Multitasking. If you’re an older millennial or from an older generation, you probably have a love-hate relationship with this word like I do. When I applied for my first job, “the ability to multitask” was listed on every job listing. It was the skill every employer wanted you to have. You couldn’t be good at just one thing; you needed to excel at doing multiple things at the same time.

And so many of us thought that we were great at multitasking. Sure, I can answer the phone while waiting on a client and counting the money in my drawer at the same time. Why not?

Realistically, there are very few things that we can succeed at while multitasking, and most of them don’t have to do with the average workday. I can talk on the phone while I fold laundry. I can listen to a podcast while I make dinner. And I can listen to an audiobook while I go for a walk.

But if I’m honest, I don’t really do my best at any of those things the way I would if I were doing only one of the tasks at a time. I learn a lot more from podcasts when I eagerly listen to them with a notepad by my side to jot down any important things I learn. I give my friends and family more direct attention if I’m not folding laundry while listening. And, I can enjoy walking through my neighborhood and taking in the sounds, sights, and smells of nature more if I’m not distracted by an audiobook.

Imagine what this looks like during a workday.

You can’t multitask…

As much as you want to be able to give your attention to multiple things at once, you really can’t. You may want to argue about this, but the truth is if you try to multitask, you’re not doing your best at anything. Your brain isn’t focused on both tasks at the same time. Instead, studies found that when you try multitasking, you’re forcing your brain to jump between activities, which leads to being less efficient.

If you think you’re getting more than one thing done at a time, you’re likely doing both things at a slower pace. You would be better off choosing one thing and finishing it before moving on to the next.

Stop trying to do more than one thing at a time

Here’s the interesting thing. This isn’t new. Our brains were never good at multitasking and the studies have backed it up for years now. If you’re still trying to play the old game that employers required, it’s time to stop. Stop trying to multitask yourself, and stop expecting your employees to do the same. Instead, try the following:

Prioritize your tasks

Since you can’t do it all at the same time, you need to prioritize your tasks. There are many systems out there to help you with this process. You can try the Fibonacci Sequence for Agile Development, Priority Matrix taught by Steven Covey, choose your 20% tasks from the Pareto principle, or choose a different strategy. For example, at SPEARity, we recommend connecting your tasks to your goals so you know if you’re working on things that move the needle forward.

You can choose the system that works the best for you, but make sure you choose something to help you prioritize your to-do list.

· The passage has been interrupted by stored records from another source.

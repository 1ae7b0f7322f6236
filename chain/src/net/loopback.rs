//! In-process [`PeerNetwork`].
//!
//! Each peer is another [`ChainContext`] in the same process. Requests and
//! responses still go through their JSON encoding, so the loopback
//! exercises the same codec as the HTTP transport.

use std::collections::BTreeMap;
use std::sync::{Arc, Mutex, MutexGuard, PoisonError};

use crate::consensus::context::ChainContext;

use super::{NetError, PeerId, PeerInfo, PeerNetwork, PeerRequest, PeerResponse, answer};

struct LocalPeer {
    ctx: Arc<ChainContext>,
    weight: u32,
    blacklisted: Option<String>,
}

#[derive(Default)]
pub struct LoopbackNetwork {
    peers: Mutex<BTreeMap<PeerId, LocalPeer>>,
}

impl LoopbackNetwork {
    pub fn new() -> Self {
        Self::default()
    }

    pub fn add_peer(&self, id: PeerId, ctx: Arc<ChainContext>, weight: u32) {
        self.table().insert(
            id,
            LocalPeer {
                ctx,
                weight,
                blacklisted: None,
            },
        );
    }

    pub fn is_blacklisted(&self, id: &PeerId) -> bool {
        self.table()
            .get(id)
            .is_some_and(|p| p.blacklisted.is_some())
    }

    fn table(&self) -> MutexGuard<'_, BTreeMap<PeerId, LocalPeer>> {
        self.peers.lock().unwrap_or_else(PoisonError::into_inner)
    }
}

impl PeerNetwork for LoopbackNetwork {
    fn peers(&self) -> Vec<PeerInfo> {
        self.table()
            .iter()
            .filter(|(_, p)| p.blacklisted.is_none())
            .map(|(id, p)| PeerInfo {
                id: id.clone(),
                weight: p.weight,
            })
            .collect()
    }

    fn request(&self, peer: &PeerId, request: &PeerRequest) -> Result<PeerResponse, NetError> {
        let ctx = self
            .table()
            .get(peer)
            .map(|p| p.ctx.clone())
            .ok_or_else(|| NetError::UnknownPeer(peer.clone()))?;

        let misbehaved = |e: serde_json::Error| NetError::PeerMisbehavior {
            peer: peer.clone(),
            reason: e.to_string(),
        };
        let encoded = serde_json::to_string(request).map_err(misbehaved)?;
        let request: PeerRequest = serde_json::from_str(&encoded).map_err(misbehaved)?;

        let net = ctx.config().net.clone();
        let response = ctx.with_chain(|chain| answer(chain, &net, request));

        let encoded = serde_json::to_string(&response).map_err(misbehaved)?;
        serde_json::from_str(&encoded).map_err(misbehaved)
    }

    fn blacklist(&self, peer: &PeerId, reason: &str) {
        if let Some(p) = self.table().get_mut(peer) {
            p.blacklisted = Some(reason.to_string());
        }
    }
}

Know when you’re most productive

Everyone has their own time when they are most productive. Many people find this is first thing in the morning. Some find it’s at the end of the day. Figure out when you’re the most productive and then be intentional with this time. Don’t waste your most productive hours checking emails or returning phone calls. Reserve this time for the tasks that need your undivided attention and most creative energy.

Be realistic about what you can accomplish

One reason we try to multitask is that we’re trying to stuff too many tasks into one day. If we know it’s going to be a struggle to get through our list, we’re tempted to try to get more things done at once. We start reading emails while on the phone or checking email all throughout the day instead of at set times.

If you constantly aren’t accomplishing the items on your list for the day, you’re trying to do too much. Look for ways to make a change. Track your time for a week to see where you’re losing time. Delegate tasks that can be done by someone else. Cross of things from your list that don’t really need your attention. Eliminate time-wasters like long meetings that could be accomplished through emails.

Protect your calendar

You are the only person who has 100% control over what is on your calendar. If you’re too busy every day, start looking for things you can cut. Find ways to batch tasks together that allow you to save time. Don’t agree to coffee 3 days a week with a coworker if you don’t have the time. Make sure the things that are going on your calendar are the things that actually matter.

Check-in with yourself throughout the day

This can be a tough shift to make. If you struggle with sticking to one task at a time, set a timer and check in with yourself throughout the day. I find that using a Pomodoro timer helps me stay focused. While the timer is going, I stick to one task. Once the timer goes off, I can choose if I’m going to stay on that task or move to something different. I have also found tracking my time is incredibly helpful for sticking to one task. Once you see where your time is being wasted, you can be more intentional about correcting it.